Poco prima delle 14.20 del 21 ottobre 1805, durante la battaglia di Trafalgar, l’unità già sottoposta al fuoco della Victory, fu disalberata da 2 bordate del vascello britannico Neptune.

Il capitano di vascello Dighy, comandante dell’Africa, accortosi che la Santissima Trinidad non mostrava più la propria bandiera, ritenne che il suo comandante intendesse arrendersi e così inviò una piccola squadra di abbordaggio per prenderne possesso.
Gli spagnoli informarono l’ufficiale inglese che la comandava di non aver alcuna intenzione di arrendersi e lasciarono che la squadra si allontanasse indenne, attenendosi al comportamento cavalleresco a quei tempi in vigore fra avversari.

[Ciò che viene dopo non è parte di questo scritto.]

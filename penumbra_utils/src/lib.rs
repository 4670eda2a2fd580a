#[doc(hidden)]
pub use log;

/// Panics in debug builds, logs an error in release builds.
///
/// Meant for internal bookkeeping that went out of sync, where crashing a
/// release build would be worse than rendering one odd frame.
#[macro_export]
macro_rules! debug_panic {
    ($($arg:tt)*) => {
        if cfg!(debug_assertions) {
            panic!($($arg)*);
        } else {
            $crate::log::error!($($arg)*);
        }
    };
}

/// Returns the value if it's finite, otherwise the fallback.
#[inline]
pub fn finite_or(value: f32, fallback: f32) -> f32 {
    if value.is_finite() { value } else { fallback }
}
//! Named values shaders read while a pass is running.
//!
//! The [`UniformStore`] is written by the engine before each pass and read
//! back by [`Shader::update_uniforms`](crate::rendering::Shader::update_uniforms)
//! through the [`UniformSource`] of that pass. Values are overwritten pass
//! by pass; the last write wins.

use crate::components::Camera;
use crate::rendering::lights::Light;
use crate::rendering::TextureHandle;
use nalgebra::{Matrix4, Vector3};
use std::collections::HashMap;

/// Names of the values the engine itself writes.
pub mod names {
    pub const DIFFUSE: &str = "diffuse";
    pub const NORMAL_MAP: &str = "normalMap";
    pub const DISP_MAP: &str = "dispMap";
    pub const SHADOW_MAP: &str = "shadowMap";
    pub const FILTER_TEXTURE: &str = "filterTexture";

    pub const AMBIENT: &str = "ambient";
    pub const BLUR_SCALE: &str = "blurScale";
    pub const SHADOW_VARIANCE_MIN: &str = "shadowVarianceMin";
    pub const SHADOW_LIGHT_BLEEDING_REDUCTION: &str = "shadowLightBleedingReduction";
}

#[derive(Debug, Copy, Clone, PartialEq)]
pub enum UniformValue {
    Int(i32),
    Float(f32),
    Vec3(Vector3<f32>),
    Mat4(Matrix4<f32>),
}

#[derive(Debug, Default, Clone)]
pub struct UniformStore {
    sampler_slots: HashMap<String, u32>,
    vectors: HashMap<String, Vector3<f32>>,
    floats: HashMap<String, f32>,
    textures: HashMap<String, TextureHandle>,
}

impl UniformStore {
    pub fn new() -> Self {
        Self::default()
    }

    pub fn set_sampler_slot(&mut self, name: &str, slot: u32) {
        self.sampler_slots.insert(name.to_string(), slot);
    }

    pub fn sampler_slot(&self, name: &str) -> Option<u32> {
        self.sampler_slots.get(name).copied()
    }

    pub fn set_vector3(&mut self, name: &str, value: Vector3<f32>) {
        self.vectors.insert(name.to_string(), value);
    }

    pub fn vector3(&self, name: &str) -> Option<Vector3<f32>> {
        self.vectors.get(name).copied()
    }

    pub fn set_float(&mut self, name: &str, value: f32) {
        self.floats.insert(name.to_string(), value);
    }

    pub fn float(&self, name: &str) -> Option<f32> {
        self.floats.get(name).copied()
    }

    /// Sets or, with `None`, removes a texture binding.
    pub fn set_texture(&mut self, name: &str, texture: Option<TextureHandle>) {
        match texture {
            Some(texture) => {
                self.textures.insert(name.to_string(), texture);
            }
            None => {
                self.textures.remove(name);
            }
        }
    }

    pub fn texture(&self, name: &str) -> Option<TextureHandle> {
        self.textures.get(name).copied()
    }
}

/// What a shader may ask for while its uniforms are being updated.
pub trait UniformSource {
    fn sampler_slot(&self, name: &str) -> Option<u32>;
    fn vector3(&self, name: &str) -> Option<Vector3<f32>>;
    fn float(&self, name: &str) -> Option<f32>;
    fn texture(&self, name: &str) -> Option<TextureHandle>;

    /// The viewpoint of the current pass.
    fn camera(&self) -> &Camera;

    /// World to shadow-map-texture transform of the active light.
    fn light_matrix(&self) -> &Matrix4<f32>;

    fn active_light(&self) -> Option<&dyn Light>;
}

/// The [`UniformSource`] of one pass: the store plus the camera and light
/// that pass runs with.
#[derive(Clone, Copy)]
pub struct PassUniforms<'a> {
    store: &'a UniformStore,
    camera: &'a Camera,
    light_matrix: &'a Matrix4<f32>,
    light: Option<&'a dyn Light>,
}

impl<'a> PassUniforms<'a> {
    pub fn new(
        store: &'a UniformStore,
        camera: &'a Camera,
        light_matrix: &'a Matrix4<f32>,
        light: Option<&'a dyn Light>,
    ) -> Self {
        PassUniforms {
            store,
            camera,
            light_matrix,
            light,
        }
    }
}

impl UniformSource for PassUniforms<'_> {
    fn sampler_slot(&self, name: &str) -> Option<u32> {
        self.store.sampler_slot(name)
    }

    fn vector3(&self, name: &str) -> Option<Vector3<f32>> {
        self.store.vector3(name)
    }

    fn float(&self, name: &str) -> Option<f32> {
        self.store.float(name)
    }

    fn texture(&self, name: &str) -> Option<TextureHandle> {
        self.store.texture(name)
    }

    fn camera(&self) -> &Camera {
        self.camera
    }

    fn light_matrix(&self) -> &Matrix4<f32> {
        self.light_matrix
    }

    fn active_light(&self) -> Option<&dyn Light> {
        self.light
    }
}
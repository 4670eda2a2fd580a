use crate::engine::assets::Material;
use crate::rendering::device::{ProgramHandle, ProgramInfo, UniformDecl, UniformDecls, UniformType};
use crate::rendering::uniform::{UniformSource, UniformValue};
use crate::rendering::{DeviceError, RenderDevice};
use log::{trace, warn};
use nalgebra::Matrix4;

pub trait Shader {
    fn name(&self) -> &str;

    /// Makes this shader the one subsequent draws use.
    fn bind(&self, device: &mut dyn RenderDevice);

    fn update_uniforms(
        &self,
        device: &mut dyn RenderDevice,
        model: &Matrix4<f32>,
        material: &Material,
        uniforms: &dyn UniformSource,
    );
}

/// A [`Shader`] backed by a device program.
///
/// Uniform values are looked up by the prefix of their name:
///
/// | prefix | source                                                        |
/// |--------|---------------------------------------------------------------|
/// | `T_`   | transforms: `T_model`, `T_MVP`                                |
/// | `C_`   | the pass camera: `C_eyePos`                                   |
/// | `R_`   | the engine: `R_lightMatrix` or anything in the uniform store  |
/// | `M_`   | the material                                                  |
/// | `L_`   | the active light                                              |
///
/// Samplers (`R_` and `M_`) get their texture unit from the store's sampler
/// slots, and the texture is bound to that unit as a side effect.
#[derive(Debug, Clone)]
pub struct ProgramShader {
    name: String,
    program: ProgramHandle,
    uniforms: UniformDecls,
}

impl ProgramShader {
    pub fn load(device: &mut dyn RenderDevice, name: &str) -> Result<Self, DeviceError> {
        let ProgramInfo { handle, uniforms } = device.load_program(name)?;
        trace!("Loaded program {name} with {} uniforms", uniforms.len());

        Ok(ProgramShader {
            name: name.to_string(),
            program: handle,
            uniforms,
        })
    }

    pub fn program(&self) -> ProgramHandle {
        self.program
    }

    pub fn uniforms(&self) -> &[UniformDecl] {
        &self.uniforms
    }

    fn resolve(
        decl: &UniformDecl,
        device: &mut dyn RenderDevice,
        model: &Matrix4<f32>,
        material: &Material,
        uniforms: &dyn UniformSource,
    ) -> Option<UniformValue> {
        let (prefix, key) = decl.name.split_once('_')?;

        match (prefix, decl.ty) {
            ("T", UniformType::Mat4) => match key {
                "model" => Some(UniformValue::Mat4(*model)),
                "MVP" => Some(UniformValue::Mat4(uniforms.camera().view_projection() * model)),
                _ => None,
            },
            ("C", UniformType::Vec3) if key == "eyePos" => {
                Some(UniformValue::Vec3(uniforms.camera().position()))
            }
            ("R", UniformType::Mat4) if key == "lightMatrix" => {
                Some(UniformValue::Mat4(uniforms.light_matrix() * model))
            }
            ("R", UniformType::Sampler2D) => {
                let slot = uniforms.sampler_slot(key)?;
                device.bind_texture(slot, uniforms.texture(key));
                Some(UniformValue::Int(slot as i32))
            }
            ("R", UniformType::Vec3) => uniforms.vector3(key).map(UniformValue::Vec3),
            ("R", UniformType::Float) => uniforms.float(key).map(UniformValue::Float),
            ("M", UniformType::Sampler2D) => {
                let slot = uniforms.sampler_slot(key)?;
                device.bind_texture(slot, material.texture(key));
                Some(UniformValue::Int(slot as i32))
            }
            ("M", UniformType::Float) => material.float(key).map(UniformValue::Float),
            ("M", UniformType::Vec3) => material.vector3(key).map(UniformValue::Vec3),
            ("L", _) => uniforms.active_light()?.uniform(key),
            _ => None,
        }
    }
}

impl Shader for ProgramShader {
    fn name(&self) -> &str {
        &self.name
    }

    fn bind(&self, device: &mut dyn RenderDevice) {
        device.use_program(self.program);
    }

    fn update_uniforms(
        &self,
        device: &mut dyn RenderDevice,
        model: &Matrix4<f32>,
        material: &Material,
        uniforms: &dyn UniformSource,
    ) {
        for decl in &self.uniforms {
            match Self::resolve(decl, device, model, material, uniforms) {
                Some(value) => device.set_uniform(self.program, &decl.name, &value),
                None => warn!("{}: nothing provides uniform {}", self.name, decl.name),
            }
        }
    }
}
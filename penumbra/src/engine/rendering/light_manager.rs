use crate::rendering::lights::Light;
use delegate::delegate;
use itertools::Itertools;
use log::warn;
use penumbra_utils::debug_panic;
use slotmap::{SlotMap, new_key_type};

new_key_type! {
    /// Stable name of a light registered with a [`LightManager`].
    pub struct LightHandle;
}

/// The lights of a scene, iterated in the order they were added.
#[derive(Default)]
pub struct LightManager {
    lights: SlotMap<LightHandle, Box<dyn Light>>,
    order: Vec<LightHandle>,
}

impl LightManager {
    pub fn new() -> Self {
        Self::default()
    }

    delegate! {
        to self.lights {
            pub fn len(&self) -> usize;
            pub fn is_empty(&self) -> bool;
            pub fn contains_key(&self, handle: LightHandle) -> bool;
        }
    }

    pub fn insert(&mut self, light: Box<dyn Light>) -> LightHandle {
        let handle = self.lights.insert(light);
        self.order.push(handle);
        handle
    }

    pub fn remove(&mut self, handle: LightHandle) -> Option<Box<dyn Light>> {
        let Some((pos, _)) = self.order.iter().find_position(|h| **h == handle) else {
            warn!("Tried to remove a light that isn't registered");
            return None;
        };

        self.order.remove(pos);
        let light = self.lights.remove(handle);
        if light.is_none() {
            debug_panic!("Light order and light storage are out of sync");
        }
        light
    }

    pub fn get(&self, handle: LightHandle) -> Option<&dyn Light> {
        self.lights.get(handle).map(Box::as_ref)
    }

    pub fn get_mut(&mut self, handle: LightHandle) -> Option<&mut (dyn Light + 'static)> {
        self.lights.get_mut(handle).map(Box::as_mut)
    }

    /// The light added `position`-th among the ones still registered.
    pub fn nth(&self, position: usize) -> Option<&dyn Light> {
        let handle = *self.order.get(position)?;
        let light = self.get(handle);
        if light.is_none() {
            debug_panic!("Light order references a removed light");
        }
        light
    }

    pub fn handles(&self) -> &[LightHandle] {
        &self.order
    }

    pub fn iter(&self) -> impl Iterator<Item = (LightHandle, &dyn Light)> {
        self.order
            .iter()
            .filter_map(|handle| Some((*handle, self.lights.get(*handle)?.as_ref())))
    }
}
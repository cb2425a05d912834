use async_trait::async_trait;
use uuid::Uuid;

use super::StoreError;
use crate::domain::multi_order::MultiOrderAggregate;

// ============================================================================
// Multi-Order Store Port
// ============================================================================
//
// Versioned persistence for the aggregate. `update` is the serialization
// point for concurrent writers: it compares the caller's expected version
// against the stored one and fails with `VersionConflict` when stale. The
// orchestration layer retries conflicts against freshly loaded state, so
// two sub-orders transitioning at the same instant can never publish an
// aggregate computed from a partial view.
//
// ============================================================================

#[async_trait]
pub trait MultiOrderStore: Send + Sync {
    async fn insert(&self, aggregate: MultiOrderAggregate) -> Result<(), StoreError>;

    async fn get(&self, id: Uuid) -> Result<MultiOrderAggregate, StoreError>;

    /// Write the aggregate if the stored version still equals
    /// `expected_version`. Returns the new version on success.
    async fn update(
        &self,
        aggregate: &MultiOrderAggregate,
        expected_version: i64,
    ) -> Result<i64, StoreError>;

    /// Next value of the per-year order-number sequence. Monotonic and
    /// never reused within a year.
    async fn next_sequence(&self, year: i32) -> Result<u32, StoreError>;
}
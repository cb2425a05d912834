use std::sync::Arc;

use chrono::Utc;
use serde_json::json;
use uuid::Uuid;

use super::notify::BestEffortNotifier;
use crate::domain::multi_order::{MultiOrderAggregate, OrchestrationError};
use crate::ports::{
    EventScope, MultiOrderStore, Notification, NotificationKind, RiderDirectory, StoreError,
    SubOrderStore, SubOrderUpdate,
};
use crate::utils::retry::{retry_on_transient, RetryConfig};

// ============================================================================
// Rider Assignment Service
// ============================================================================
//
// Reserves a single courier for every restaurant in a multi-order:
// validates rider eligibility (online, not already working an order),
// prevents double-assignment on the aggregate, and performs the propagation
// cascade. No assignment may remain visible without the rider also marked
// busy, so a failed cascade rolls the primary rider back before the error
// is returned.
//
// ============================================================================

pub struct RiderAssignmentService {
    multi_orders: Arc<dyn MultiOrderStore>,
    sub_orders: Arc<dyn SubOrderStore>,
    riders: Arc<dyn RiderDirectory>,
    notifier: Arc<BestEffortNotifier>,
    retry: RetryConfig,
}

impl RiderAssignmentService {
    pub fn new(
        multi_orders: Arc<dyn MultiOrderStore>,
        sub_orders: Arc<dyn SubOrderStore>,
        riders: Arc<dyn RiderDirectory>,
        notifier: Arc<BestEffortNotifier>,
        retry: RetryConfig,
    ) -> Self {
        Self { multi_orders, sub_orders, riders, notifier, retry }
    }

    /// Assign `rider_id` as the primary rider of `multi_order_id` and
    /// propagate the assignment to every sub-order.
    pub async fn assign(
        &self,
        multi_order_id: Uuid,
        rider_id: Uuid,
    ) -> Result<MultiOrderAggregate, OrchestrationError> {
        let rider = self
            .riders
            .find_available(rider_id)
            .await
            .map_err(OrchestrationError::lookup)?;

        // Attach the rider under optimistic concurrency: a lost version race
        // reloads fresh state, so of two concurrent assignments exactly one
        // wins and the other observes the conflict.
        let rider_id = rider.id;
        let aggregate = retry_on_transient(&self.retry, || {
            let this = self;
            async move {
                let mut aggregate = this
                    .multi_orders
                    .get(multi_order_id)
                    .await
                    .map_err(OrchestrationError::lookup)?;

                aggregate.assign_rider(rider_id, Utc::now())?;

                let expected = aggregate.version;
                aggregate.version = this.multi_orders.update(&aggregate, expected).await?;
                Ok::<_, OrchestrationError>(aggregate)
            }
        })
        .await?;

        // Mark the rider busy before anything else becomes visible.
        if let Err(err) = self
            .riders
            .set_current_assignment(rider.id, Some(aggregate.order_number.clone()))
            .await
        {
            self.rollback(multi_order_id).await;
            return Err(OrchestrationError::PartialFailure {
                completed: "primary rider attached",
                failed: "rider busy marker",
                source: Box::new(err.into()),
            });
        }

        // Propagate to every sub-order in one all-or-nothing batch.
        let updates: Vec<(Uuid, SubOrderUpdate)> = aggregate
            .sub_orders
            .iter()
            .map(|id| {
                (*id, SubOrderUpdate { delivery_rider: Some(rider.id), ..Default::default() })
            })
            .collect();

        if let Err(err) = self.sub_orders.update_all(updates).await {
            let _ = self.riders.set_current_assignment(rider.id, None).await;
            self.rollback(multi_order_id).await;
            return Err(OrchestrationError::PartialFailure {
                completed: "primary rider attached",
                failed: "sub-order rider propagation",
                source: Box::new(err.into()),
            });
        }

        tracing::info!(
            multi_order = %aggregate.order_number,
            rider = %rider.id,
            sub_orders = aggregate.sub_orders.len(),
            "Rider assigned"
        );

        self.notifier
            .notify(
                rider.id,
                Notification::new(
                    NotificationKind::RiderAssignment,
                    "New delivery assignment",
                    format!(
                        "You have been assigned order {} ({} restaurants)",
                        aggregate.order_number,
                        aggregate.restaurant_count()
                    ),
                )
                .with_data(json!({ "multi_order_id": aggregate.id })),
            )
            .await;

        // Let each restaurant's tracking view see the rider attached.
        for sub_order_id in &aggregate.sub_orders {
            self.notifier
                .emit(
                    EventScope::SubOrder(*sub_order_id),
                    "rider_assigned",
                    json!({ "rider_id": rider.id, "rider_name": rider.name }),
                )
                .await;
        }

        Ok(aggregate)
    }

    /// Release the rider attached to a multi-order (cancellation before
    /// pickup). Best-effort on the directory side.
    pub async fn release(&self, rider_id: Uuid) -> Result<(), StoreError> {
        self.riders.set_current_assignment(rider_id, None).await
    }

    /// Settle the rider's books after a completed delivery: the completed
    /// counter grows by one per sub-order and the assignment is released.
    pub async fn credit_delivery(&self, rider_id: Uuid, completed: u64) -> Result<(), StoreError> {
        self.riders.increment_completed_orders(rider_id, completed).await?;
        self.riders.set_current_assignment(rider_id, None).await
    }

    /// Best-effort compensation: detach the primary rider again so a failed
    /// cascade does not leave a half-visible assignment.
    async fn rollback(&self, multi_order_id: Uuid) {
        let result = retry_on_transient(&self.retry, || {
            let this = self;
            async move {
                let mut aggregate = this.multi_orders.get(multi_order_id).await?;
                aggregate.clear_rider(Utc::now());
                let expected = aggregate.version;
                this.multi_orders.update(&aggregate, expected).await?;
                Ok::<_, StoreError>(())
            }
        })
        .await;

        if let Err(error) = result {
            tracing::error!(
                %multi_order_id,
                %error,
                "Failed to roll back rider assignment; aggregate left inconsistent"
            );
        }
    }
}
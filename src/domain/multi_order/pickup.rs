use chrono::{DateTime, Utc};
use serde::{Deserialize, Serialize};
use uuid::Uuid;

use super::errors::OrchestrationError;

// ============================================================================
// Pickup Tracker
// ============================================================================
//
// One entry per sub-order, created alongside the multi-order and never
// removed while the parent is active. Drives the single rider's collection
// run across restaurants and feeds the aggregate status.
//
// Invariant: is_picked_up implies is_ready. Both flags are monotonic; no
// operation can unset them.
//
// ============================================================================

#[derive(Debug, Clone, Serialize, Deserialize)]
pub struct PickupStatusEntry {
    pub sub_order_id: Uuid,
    pub restaurant_id: Uuid,
    pub is_ready: bool,
    pub is_picked_up: bool,
    pub ready_at: Option<DateTime<Utc>>,
    pub picked_up_at: Option<DateTime<Utc>>,
}

impl PickupStatusEntry {
    pub fn new(sub_order_id: Uuid, restaurant_id: Uuid) -> Self {
        Self {
            sub_order_id,
            restaurant_id,
            is_ready: false,
            is_picked_up: false,
            ready_at: None,
            picked_up_at: None,
        }
    }
}

#[derive(Debug, Clone, Serialize, Deserialize)]
pub struct PickupTracker {
    entries: Vec<PickupStatusEntry>,
}

impl PickupTracker {
    pub fn new(sub_orders: impl IntoIterator<Item = (Uuid, Uuid)>) -> Self {
        Self {
            entries: sub_orders
                .into_iter()
                .map(|(sub_order_id, restaurant_id)| {
                    PickupStatusEntry::new(sub_order_id, restaurant_id)
                })
                .collect(),
        }
    }

    pub fn entries(&self) -> &[PickupStatusEntry] {
        &self.entries
    }

    pub fn entry(&self, sub_order_id: Uuid) -> Option<&PickupStatusEntry> {
        self.entries.iter().find(|e| e.sub_order_id == sub_order_id)
    }

    /// Mark a sub-order ready for pickup. Idempotent: repeating the call on
    /// an already-ready entry is a no-op. Returns whether the flag changed.
    pub fn mark_ready(
        &mut self,
        sub_order_id: Uuid,
        now: DateTime<Utc>,
    ) -> Result<bool, OrchestrationError> {
        let entry = self
            .entries
            .iter_mut()
            .find(|e| e.sub_order_id == sub_order_id)
            .ok_or(OrchestrationError::not_found("sub-order pickup entry", sub_order_id))?;

        if entry.is_ready {
            return Ok(false);
        }

        entry.is_ready = true;
        entry.ready_at = Some(now);
        Ok(true)
    }

    /// Mark a sub-order collected by the rider. Requires the entry to be
    /// ready. Idempotent on already-picked-up entries.
    pub fn mark_picked_up(
        &mut self,
        sub_order_id: Uuid,
        now: DateTime<Utc>,
    ) -> Result<bool, OrchestrationError> {
        let entry = self
            .entries
            .iter_mut()
            .find(|e| e.sub_order_id == sub_order_id)
            .ok_or(OrchestrationError::not_found("sub-order pickup entry", sub_order_id))?;

        if entry.is_picked_up {
            return Ok(false);
        }

        if !entry.is_ready {
            return Err(OrchestrationError::precondition("not ready for pickup"));
        }

        entry.is_picked_up = true;
        entry.picked_up_at = Some(now);
        Ok(true)
    }

    /// True when every entry is ready. Vacuously true on an empty tracker;
    /// creation always populates at least one entry so that case is
    /// unreachable through the facade.
    pub fn all_ready(&self) -> bool {
        self.entries.iter().all(|e| e.is_ready)
    }

    /// True when every entry has been collected. Same vacuous-true caveat
    /// as `all_ready`.
    pub fn all_picked_up(&self) -> bool {
        self.entries.iter().all(|e| e.is_picked_up)
    }

    pub fn picked_up_count(&self) -> usize {
        self.entries.iter().filter(|e| e.is_picked_up).count()
    }

    pub fn remaining_count(&self) -> usize {
        self.entries.len() - self.picked_up_count()
    }
}

// ============================================================================
// Unit Tests
// ============================================================================
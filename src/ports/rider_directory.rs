use async_trait::async_trait;
use serde::{Deserialize, Serialize};
use uuid::Uuid;

use super::StoreError;
use crate::domain::multi_order::OrderNumber;

// ============================================================================
// Rider Directory Port
// ============================================================================

/// A courier account. The directory only holds delivery-role accounts; role
/// resolution happens at the collaborator boundary.
#[derive(Debug, Clone, Serialize, Deserialize)]
pub struct Rider {
    pub id: Uuid,
    pub name: String,
    pub online: bool,
    /// Order number of the multi-order this rider is currently working,
    /// if any. One assignment at a time.
    pub current_assignment: Option<OrderNumber>,
    pub completed_orders: u64,
}

impl Rider {
    pub fn is_available(&self) -> bool {
        self.online && self.current_assignment.is_none()
    }
}

#[async_trait]
pub trait RiderDirectory: Send + Sync {
    /// Look up a rider that is currently available for assignment.
    /// An offline or unknown rider is a `NotFound`.
    async fn find_available(&self, id: Uuid) -> Result<Rider, StoreError>;

    async fn get(&self, id: Uuid) -> Result<Rider, StoreError>;

    /// Set or clear the rider's current-assignment marker.
    async fn set_current_assignment(
        &self,
        rider_id: Uuid,
        label: Option<OrderNumber>,
    ) -> Result<(), StoreError>;

    /// Bump the rider's completed-order counter by `n` (one per sub-order
    /// on delivery).
    async fn increment_completed_orders(&self, rider_id: Uuid, n: u64) -> Result<(), StoreError>;
}
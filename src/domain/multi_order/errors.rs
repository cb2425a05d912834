use uuid::Uuid;

use super::value_objects::MultiOrderStatus;
use crate::ports::StoreError;
use crate::utils::retry::IsTransient;

// ============================================================================
// Orchestration Business Rule Errors
// ============================================================================
//
// Every variant except `Store` is an expected, recoverable business error:
// it is returned to the collaborator layer as a typed value so the
// presentation layer can render a precise message. `Store` carries
// infrastructure faults from the underlying collaborator stores.
//
// ============================================================================

#[derive(Debug, thiserror::Error)]
pub enum OrchestrationError {
    #[error("{entity} not found: {id}")]
    NotFound { entity: &'static str, id: Uuid },

    #[error("{0}")]
    Authorization(String),

    #[error("Operation not allowed while order is {status:?}")]
    InvalidState { status: MultiOrderStatus },

    #[error("Cannot transition from {from:?} to {to:?}")]
    InvalidTransition {
        from: MultiOrderStatus,
        to: MultiOrderStatus,
    },

    #[error("{0}")]
    Precondition(String),

    #[error("The 2-minute modification window for this order has passed")]
    WindowExpired,

    #[error("{0}")]
    Conflict(String),

    #[error("Cascade applied partially: {completed} succeeded, {failed} failed: {source}")]
    PartialFailure {
        completed: &'static str,
        failed: &'static str,
        #[source]
        source: Box<OrchestrationError>,
    },

    #[error("Store failure: {0}")]
    Store(#[from] StoreError),
}

impl IsTransient for OrchestrationError {
    fn is_transient(&self) -> bool {
        match self {
            // A lost version race is retried against fresh state; every
            // business error is final.
            OrchestrationError::Store(e) => e.is_transient(),
            _ => false,
        }
    }
}

impl OrchestrationError {
    pub fn not_found(entity: &'static str, id: Uuid) -> Self {
        Self::NotFound { entity, id }
    }

    /// Convert a store lookup failure into the business-level `NotFound`;
    /// every other store fault stays infrastructure-level.
    pub fn lookup(err: StoreError) -> Self {
        match err {
            StoreError::NotFound { entity, id } => Self::NotFound { entity, id },
            other => Self::Store(other),
        }
    }

    pub fn authorization(message: impl Into<String>) -> Self {
        Self::Authorization(message.into())
    }

    pub fn precondition(message: impl Into<String>) -> Self {
        Self::Precondition(message.into())
    }

    pub fn conflict(message: impl Into<String>) -> Self {
        Self::Conflict(message.into())
    }
}
// ============================================================================
// multiorder - Multi-Restaurant Order Orchestration Core
// ============================================================================
//
// Aggregates N independently-progressing restaurant sub-orders into one
// customer-facing multi-order: deterministic status aggregation, single-rider
// pickup sequencing, cancellation windows and delivery settlement.
//
// Layering:
// - domain:        pure business logic (aggregate, aggregation rule, tracker)
// - ports:         collaborator interfaces (stores, rider directory, sinks)
// - store:         in-memory reference adapters
// - orchestration: the facade driving aggregate transitions
// - utils:         retry and circuit-breaker building blocks
//
// ============================================================================

pub mod domain;
pub mod orchestration;
pub mod ports;
pub mod store;
pub mod utils;

pub use domain::multi_order::{
    aggregate_status, ActorRole, MultiOrderAggregate, MultiOrderStatus, OrchestrationError,
    OrderNumber, PickupTracker, Pricing, RestaurantCart, SubOrderStatus,
};
pub use orchestration::{NewMultiOrder, OrchestrationFacade};
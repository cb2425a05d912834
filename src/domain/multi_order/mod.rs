// ============================================================================
// Multi-Order Domain - Business Logic for the Multi-Restaurant Aggregate
// ============================================================================
//
// This module contains ALL multi-order-specific code:
// - Value objects (statuses, roles, order number, pricing)
// - Status aggregation rule (sub-order statuses -> parent status)
// - Pickup tracker (per-restaurant ready/picked-up sequencing)
// - Errors (OrchestrationError enum)
// - Aggregate (MultiOrderAggregate with business logic)
//
// This layer is pure domain logic: no I/O, no collaborator calls. The
// orchestration layer drives it through the collaborator ports.
//
// ============================================================================

pub mod aggregate;
pub mod aggregator;
pub mod errors;
pub mod pickup;
pub mod value_objects;

// Re-export for convenience
pub use aggregate::*;
pub use aggregator::*;
pub use errors::*;
pub use pickup::*;
pub use value_objects::*;
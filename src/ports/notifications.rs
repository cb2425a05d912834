use async_trait::async_trait;
use serde::{Deserialize, Serialize};
use serde_json::Value;
use uuid::Uuid;

// ============================================================================
// Notification Sink & Realtime Event Emitter Ports
// ============================================================================
//
// Both are fire-and-forget: a failure here must never fail the orchestration
// operation once the aggregate state was durably written. The orchestration
// layer wraps these in a best-effort guard that logs and swallows errors.
//
// ============================================================================

#[derive(Debug, Clone, Copy, PartialEq, Eq, Serialize, Deserialize)]
#[serde(rename_all = "snake_case")]
pub enum NotificationKind {
    OrderStatus,
    RiderAssignment,
    PickupProgress,
    Cancellation,
}

#[derive(Debug, Clone, Serialize, Deserialize)]
pub struct Notification {
    pub kind: NotificationKind,
    pub title: String,
    pub message: String,
    pub data: Value,
}

impl Notification {
    pub fn new(kind: NotificationKind, title: impl Into<String>, message: impl Into<String>) -> Self {
        Self { kind, title: title.into(), message: message.into(), data: Value::Null }
    }

    pub fn with_data(mut self, data: Value) -> Self {
        self.data = data;
        self
    }
}

/// Scope of a realtime broadcast: the parent order's channel or one
/// sub-order's tracking channel.
#[derive(Debug, Clone, Copy, PartialEq, Eq)]
pub enum EventScope {
    MultiOrder(Uuid),
    SubOrder(Uuid),
}

#[async_trait]
pub trait NotificationSink: Send + Sync {
    async fn notify(&self, user_id: Uuid, notification: Notification) -> anyhow::Result<()>;
}

#[async_trait]
pub trait EventEmitter: Send + Sync {
    async fn emit(&self, scope: EventScope, event: &str, payload: Value) -> anyhow::Result<()>;
}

La nave rimase inoffensiva ed immobile per qualche ora, mentra la battaglia continuava ad infuriarle intorno, finchè Richard Grindall, comandante della Prince, mandò una squadra con l’ordine di catturare la Santissima Trinidad come preda di guerra e far prigioniero il suo comandante.
Purtroppo, nel corso della tempesta seguita alla battaglia, la nave risultò così ingovernabile al rimorchio, che l’ammiraglio Collingwood ne ordinò l’affondamento circa 10 miglia a ponente di Tariffa.